> **WHAT NEEDS TO BE DONE**: In the entries below, find the lines that contain the word "trim" and copy them.

□ □ □

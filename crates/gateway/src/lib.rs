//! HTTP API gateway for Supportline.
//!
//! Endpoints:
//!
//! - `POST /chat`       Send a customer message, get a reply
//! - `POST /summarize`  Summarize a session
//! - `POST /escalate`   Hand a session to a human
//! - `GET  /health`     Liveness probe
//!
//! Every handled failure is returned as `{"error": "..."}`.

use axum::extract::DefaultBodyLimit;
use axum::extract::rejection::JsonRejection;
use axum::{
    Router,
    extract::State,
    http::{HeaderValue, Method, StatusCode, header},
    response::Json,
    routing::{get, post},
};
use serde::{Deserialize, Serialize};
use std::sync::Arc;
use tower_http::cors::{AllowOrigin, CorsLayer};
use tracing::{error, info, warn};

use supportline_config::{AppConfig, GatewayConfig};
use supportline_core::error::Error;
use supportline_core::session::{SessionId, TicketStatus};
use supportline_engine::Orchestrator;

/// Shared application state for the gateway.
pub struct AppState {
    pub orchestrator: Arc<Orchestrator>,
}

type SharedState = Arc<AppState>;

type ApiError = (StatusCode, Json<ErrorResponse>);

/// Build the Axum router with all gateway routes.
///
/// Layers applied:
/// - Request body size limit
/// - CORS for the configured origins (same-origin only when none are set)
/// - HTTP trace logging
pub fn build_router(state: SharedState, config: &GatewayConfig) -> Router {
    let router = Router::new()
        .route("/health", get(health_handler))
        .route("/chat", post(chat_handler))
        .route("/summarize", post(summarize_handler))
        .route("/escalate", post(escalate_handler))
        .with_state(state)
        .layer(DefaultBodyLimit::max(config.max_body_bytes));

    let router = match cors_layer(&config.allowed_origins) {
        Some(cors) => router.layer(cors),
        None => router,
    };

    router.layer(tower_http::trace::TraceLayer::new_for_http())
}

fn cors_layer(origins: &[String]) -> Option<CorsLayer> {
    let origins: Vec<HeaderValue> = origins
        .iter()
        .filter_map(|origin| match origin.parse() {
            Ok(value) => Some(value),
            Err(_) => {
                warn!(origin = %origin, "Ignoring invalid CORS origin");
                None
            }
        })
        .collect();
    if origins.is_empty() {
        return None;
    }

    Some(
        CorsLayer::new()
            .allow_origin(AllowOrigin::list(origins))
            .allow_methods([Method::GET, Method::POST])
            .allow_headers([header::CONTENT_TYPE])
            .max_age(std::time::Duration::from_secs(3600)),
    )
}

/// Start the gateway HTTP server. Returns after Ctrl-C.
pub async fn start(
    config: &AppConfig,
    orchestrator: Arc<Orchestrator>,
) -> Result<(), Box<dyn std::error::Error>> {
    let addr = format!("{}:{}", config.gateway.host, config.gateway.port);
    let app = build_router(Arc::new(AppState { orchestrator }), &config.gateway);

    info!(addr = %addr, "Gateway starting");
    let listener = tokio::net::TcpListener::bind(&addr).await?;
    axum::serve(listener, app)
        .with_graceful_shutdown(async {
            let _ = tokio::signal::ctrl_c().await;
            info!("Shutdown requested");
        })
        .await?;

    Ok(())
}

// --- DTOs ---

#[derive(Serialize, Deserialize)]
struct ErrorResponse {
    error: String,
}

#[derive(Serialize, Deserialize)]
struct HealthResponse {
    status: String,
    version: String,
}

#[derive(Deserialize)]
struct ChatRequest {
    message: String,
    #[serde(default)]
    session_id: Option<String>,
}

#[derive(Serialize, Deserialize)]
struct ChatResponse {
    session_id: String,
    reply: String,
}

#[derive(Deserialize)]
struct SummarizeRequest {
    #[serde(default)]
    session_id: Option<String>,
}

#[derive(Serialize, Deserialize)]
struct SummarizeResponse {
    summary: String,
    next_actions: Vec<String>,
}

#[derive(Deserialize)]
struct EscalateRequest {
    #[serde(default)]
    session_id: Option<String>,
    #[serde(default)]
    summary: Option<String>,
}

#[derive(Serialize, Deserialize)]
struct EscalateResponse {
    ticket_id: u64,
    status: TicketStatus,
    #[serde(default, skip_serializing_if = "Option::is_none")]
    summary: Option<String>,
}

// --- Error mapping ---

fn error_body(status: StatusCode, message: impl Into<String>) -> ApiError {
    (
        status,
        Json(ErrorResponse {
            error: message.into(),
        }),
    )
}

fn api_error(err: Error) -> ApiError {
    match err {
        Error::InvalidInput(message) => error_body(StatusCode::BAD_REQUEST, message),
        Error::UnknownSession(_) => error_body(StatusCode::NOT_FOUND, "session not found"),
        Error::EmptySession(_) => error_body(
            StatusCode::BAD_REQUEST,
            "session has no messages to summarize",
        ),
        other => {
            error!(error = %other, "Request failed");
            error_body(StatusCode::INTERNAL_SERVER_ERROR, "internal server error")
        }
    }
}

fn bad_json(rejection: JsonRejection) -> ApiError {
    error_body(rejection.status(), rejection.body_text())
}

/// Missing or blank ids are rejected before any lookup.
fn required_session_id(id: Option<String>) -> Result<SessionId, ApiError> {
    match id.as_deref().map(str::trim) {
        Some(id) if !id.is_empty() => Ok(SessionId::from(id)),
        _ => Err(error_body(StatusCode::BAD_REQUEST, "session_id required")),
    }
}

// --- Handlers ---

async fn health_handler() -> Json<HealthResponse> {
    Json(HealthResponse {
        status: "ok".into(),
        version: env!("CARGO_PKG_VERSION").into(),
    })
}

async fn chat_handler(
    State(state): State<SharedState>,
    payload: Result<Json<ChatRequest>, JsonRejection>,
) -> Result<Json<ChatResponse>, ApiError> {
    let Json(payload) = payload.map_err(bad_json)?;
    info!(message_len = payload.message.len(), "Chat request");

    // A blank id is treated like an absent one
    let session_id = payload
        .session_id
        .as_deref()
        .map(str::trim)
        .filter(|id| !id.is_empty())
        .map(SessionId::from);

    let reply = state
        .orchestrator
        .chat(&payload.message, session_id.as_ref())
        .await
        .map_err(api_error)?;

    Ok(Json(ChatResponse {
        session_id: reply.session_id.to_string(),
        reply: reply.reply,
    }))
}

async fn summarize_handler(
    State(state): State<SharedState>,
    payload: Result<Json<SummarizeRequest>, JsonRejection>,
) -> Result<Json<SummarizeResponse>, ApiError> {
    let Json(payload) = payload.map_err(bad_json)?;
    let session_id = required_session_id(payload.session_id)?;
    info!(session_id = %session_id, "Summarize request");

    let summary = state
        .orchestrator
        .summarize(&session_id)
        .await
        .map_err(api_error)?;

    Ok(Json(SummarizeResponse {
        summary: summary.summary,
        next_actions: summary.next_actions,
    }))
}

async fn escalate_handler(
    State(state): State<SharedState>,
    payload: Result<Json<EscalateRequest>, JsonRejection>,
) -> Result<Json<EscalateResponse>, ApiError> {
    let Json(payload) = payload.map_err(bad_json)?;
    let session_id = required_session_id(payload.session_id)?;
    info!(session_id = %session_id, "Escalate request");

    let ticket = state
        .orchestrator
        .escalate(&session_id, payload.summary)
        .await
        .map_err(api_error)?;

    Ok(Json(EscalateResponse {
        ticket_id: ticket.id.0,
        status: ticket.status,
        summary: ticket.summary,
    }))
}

□ □ □

> **REPLY TO THE EXERCISE**:
    match id.as_deref().map(str::trim) {
        .map(str::trim)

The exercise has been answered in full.